The Mexican authorities must implement the necessary safeguards to prevent any attack on the lives of its citizens, especially when the victim is a human rights defender, in accordance with the obligations arising from the explicit jurisprudence of the Inter-American Court of Human Rights.
It is urgent for the Mexican State to put an end to this dangerous situation, to guarantee the victims and their families the prosecution and condemnation of these crimes and to provide effective and immediate protection for those targeted by systematic threats and violence.
The Observatory condemns the murder of Cecilia Monzón and expresses its solidarity with the family and friends of the victim.
The Observatory calls on the Mexican authorities to investigate and prosecute the perpetrators with due diligence.
The Observatory wishes to remind the Mexican authorities of the fundamental principles enshrined in the American Convention on Human Rights, in particular Articles 5, 8 and 24;
“Every person has the right to have his physical, mental, and moral integrity respected. (article 5)”
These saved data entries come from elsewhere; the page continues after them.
//! Content Texture CLI
//!
//! Command-line interface for decoding packed texture records.

use anyhow::{Context, Result, bail};
use clap::{Parser, Subcommand};
use content_texture::{
    BinaryReader, DecoderOptions, MipLevelPolicy, SoftwareBackend, Texture2D, Texture2DReader,
    TextureExporter, resolve_asset_path,
};
use content_texture::binary::SoftwareSurface;
use std::path::{Path, PathBuf};
use tracing::info;
use tracing_subscriber::EnvFilter;

#[derive(Parser)]
#[command(name = "content-texture")]
#[command(about = "Decode packed 2D texture content")]
#[command(version)]
struct Cli {
    /// Log decoder stages at debug level
    #[arg(short, long, global = true)]
    verbose: bool,

    #[command(subcommand)]
    command: Commands,
}

#[derive(Subcommand)]
enum Commands {
    /// Decode a texture record and write its base level as an image
    Decode {
        /// Input record path; the extension may be omitted
        #[arg(short, long)]
        input: PathBuf,

        /// Format version of the content stream
        #[arg(long)]
        format_version: u8,

        /// Output image path (png or bmp)
        #[arg(short, long)]
        output: PathBuf,

        /// Read extra mip levels but keep only the base level
        #[arg(long)]
        base_only: bool,

        /// Pretend the target samples block formats natively
        #[arg(long)]
        native_block_compression: bool,
    },

    /// Print format, dimensions and levels of a texture record
    Info {
        /// Input record path; the extension may be omitted
        #[arg(short, long)]
        input: PathBuf,

        /// Format version of the content stream
        #[arg(long)]
        format_version: u8,
    },
}

fn main() -> Result<()> {
    let cli = Cli::parse();

    let default_level = if cli.verbose { "debug" } else { "info" };
    tracing_subscriber::fmt()
        .with_env_filter(
            EnvFilter::try_from_default_env().unwrap_or_else(|_| EnvFilter::new(default_level)),
        )
        .with_writer(std::io::stderr)
        .init();

    match cli.command {
        Commands::Decode {
            input,
            format_version,
            output,
            base_only,
            native_block_compression,
        } => decode_command(
            &input,
            format_version,
            &output,
            base_only,
            native_block_compression,
        ),
        Commands::Info {
            input,
            format_version,
        } => info_command(&input, format_version),
    }
}

fn load_texture(
    input: &Path,
    format_version: u8,
    options: DecoderOptions,
    backend: SoftwareBackend,
) -> Result<Texture2D<SoftwareSurface>> {
    let Some(path) = resolve_asset_path(input) else {
        bail!("No asset found at {}", input.display());
    };
    let data = std::fs::read(&path).with_context(|| format!("Failed to read {}", path.display()))?;

    let mut reader = BinaryReader::new(&data, format_version);
    let texture = Texture2DReader::new(backend)
        .with_options(options)
        .read(&mut reader)
        .with_context(|| format!("Failed to decode {}", path.display()))?;

    info!(
        path = %path.display(),
        format = %texture.format(),
        width = texture.width(),
        height = texture.height(),
        "decoded texture"
    );
    Ok(texture)
}

fn decode_command(
    input: &Path,
    format_version: u8,
    output: &Path,
    base_only: bool,
    native_block_compression: bool,
) -> Result<()> {
    let policy = if base_only {
        MipLevelPolicy::BaseOnly
    } else {
        MipLevelPolicy::All
    };
    let options = DecoderOptions::default().with_mip_levels(policy);
    let backend = SoftwareBackend::new().with_block_compression(native_block_compression);

    let texture = load_texture(input, format_version, options, backend)?;

    if let Some(parent) = output.parent().filter(|p| !p.as_os_str().is_empty()) {
        std::fs::create_dir_all(parent)
            .with_context(|| format!("Failed to create {}", parent.display()))?;
    }
    TextureExporter::export_auto(texture.surface(), output)
        .with_context(|| format!("Failed to export {}", output.display()))?;

    println!("Wrote {}", output.display());
    Ok(())
}

fn info_command(input: &Path, format_version: u8) -> Result<()> {
    let texture = load_texture(
        input,
        format_version,
        DecoderOptions::default(),
        SoftwareBackend::new().with_block_compression(true),
    )?;

    println!("Format:     {}", texture.format());
    println!("Dimensions: {}x{}", texture.width(), texture.height());
    println!("Levels:     {}", texture.level_count());
    for (index, level) in texture.surface().levels.iter().enumerate() {
        println!("  [{}] {} bytes", index, level.len());
    }
    Ok(())
}
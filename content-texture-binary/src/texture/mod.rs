//! Texture decoding module
//!
//! Turns a packed 2D texture record into a backend surface.
//!
//! # Architecture
//!
//! The module is organized into several sub-modules:
//! - `formats` - Surface format resolution across format versions
//! - `types` - Record, level and handle types
//! - `options` - Decoder configuration
//! - `converter` - The `Texture2DReader` pipeline
//! - `decoders` - Block decompression and channel remapping
//! - `staging` - Scoped staging allocations
//! - `backend` - Graphics backend trait and the software backend
//! - `helpers` - Export utilities
//!
//! # Examples
//!
//! ```rust,no_run
//! use content_texture_binary::BinaryReader;
//! use content_texture_binary::texture::{SoftwareBackend, Texture2DReader};
//!
//! let data = std::fs::read("wall.xnb")?;
//! let mut reader = BinaryReader::new(&data, 5);
//! let texture = Texture2DReader::new(SoftwareBackend::new()).read(&mut reader)?;
//! println!("{}x{} {}", texture.width(), texture.height(), texture.format());
//! # Ok::<(), Box<dyn std::error::Error>>(())
//! ```

pub mod backend;
pub mod converter;
pub mod decoders;
pub mod formats;
pub mod helpers;
pub mod options;
pub mod staging;
pub mod types;

// Re-export main types for easy access
pub use backend::{GraphicsBackend, SoftwareBackend, SoftwareSurface};
pub use converter::Texture2DReader;
pub use decoders::{Decoder, LevelTransform, TextureDecoder};
pub use formats::{FormatInfo, LegacySurfaceFormat, SurfaceFormat, resolve_surface_format};
pub use helpers::TextureExporter;
pub use options::{DecoderOptions, MipLevelPolicy};
pub use staging::{HeapStagingAllocator, StagingAllocator};
pub use types::{MipLevel, SurfaceDescriptor, Texture2D, TextureRecord};

// Re-export decoder types for advanced usage
pub use decoders::{BlockDecompressor, ChannelRemapper};

use crate::error::Result;
use crate::reader::BinaryReader;

/// Decode one texture record held in memory onto the software backend
pub fn read_texture(
    data: &[u8],
    version: u8,
    options: DecoderOptions,
) -> Result<Texture2D<SoftwareSurface>> {
    let mut reader = BinaryReader::new(data, version);
    Texture2DReader::new(SoftwareBackend::new())
        .with_options(options)
        .read(&mut reader)
}

/// Quick function to check if a format is transformed on a target without
/// native block-format sampling
pub fn is_format_transformed(format: SurfaceFormat) -> bool {
    TextureDecoder::new(true).can_decode(format)
}
//! Texture helper utilities
//!
//! This module provides export helpers for decoded surfaces.

pub mod export;

pub use export::TextureExporter;
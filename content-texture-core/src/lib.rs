//! Content Texture Core
//!
//! Core pixel-format vocabulary for decoding packed texture content.
//! This crate provides the building blocks shared by the decoder and its
//! tools: the canonical and legacy surface format enumerations, format layout
//! metadata, and format-related constants.

pub mod constants;
pub mod error;
pub mod surface_format;

// Re-export main types
pub use constants::*;
pub use error::{FormatError, Result};
pub use surface_format::{FilterMode, FormatInfo, LegacySurfaceFormat, SurfaceFormat};

#[cfg(test)]
mod tests {
    use super::*;

    #[test]
    fn test_basic_functionality() {
        let format = SurfaceFormat::try_from(8).unwrap();
        assert_eq!(format, SurfaceFormat::NormalizedByte4);
        assert_eq!(FilterMode::default(), FilterMode::Linear);
    }
}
“Every person has the right to a hearing, with due guarantees and within a reasonable time, by a competent, independent, and impartial tribunal (…) (article 8)”
“All persons are equal before the law. Consequently, they are entitled, without discrimination, to equal protection of the law.” (Article 24)
Also, the Mexican authorities are obliged to guarantee lawyers the protection necessary for the practice of their profession under the Basic Principles on the Role of Lawyers adopted in Havana in 1990, in particular principles 16 and 17:
“Governments shall ensure that lawyers (a) are able to perform all of their professional functions without intimidation, hindrance, harassment or improper interference;” (principle 16)
“Where the security of lawyers is threatened as a result of discharging their functions, they shall be adequately safeguarded by the authorities.” (principle 17)
 She had been Director of Social Development for the municipality of San Pedro Cholula, responsible for transparency and access to information in the Anti-Corruption Prosecutor’s Office, delegate of the Instituto Poblano de la Juventud, District Technical Secretary and coordinator of the National Hunger Crusade in San Andrés Cholula
 She had been a member of the Institutional Revolutionary Party (PRI) and also a candidate for the municipal presidency of San Pedro Cholula for the Green Ecologist Party (PVEM).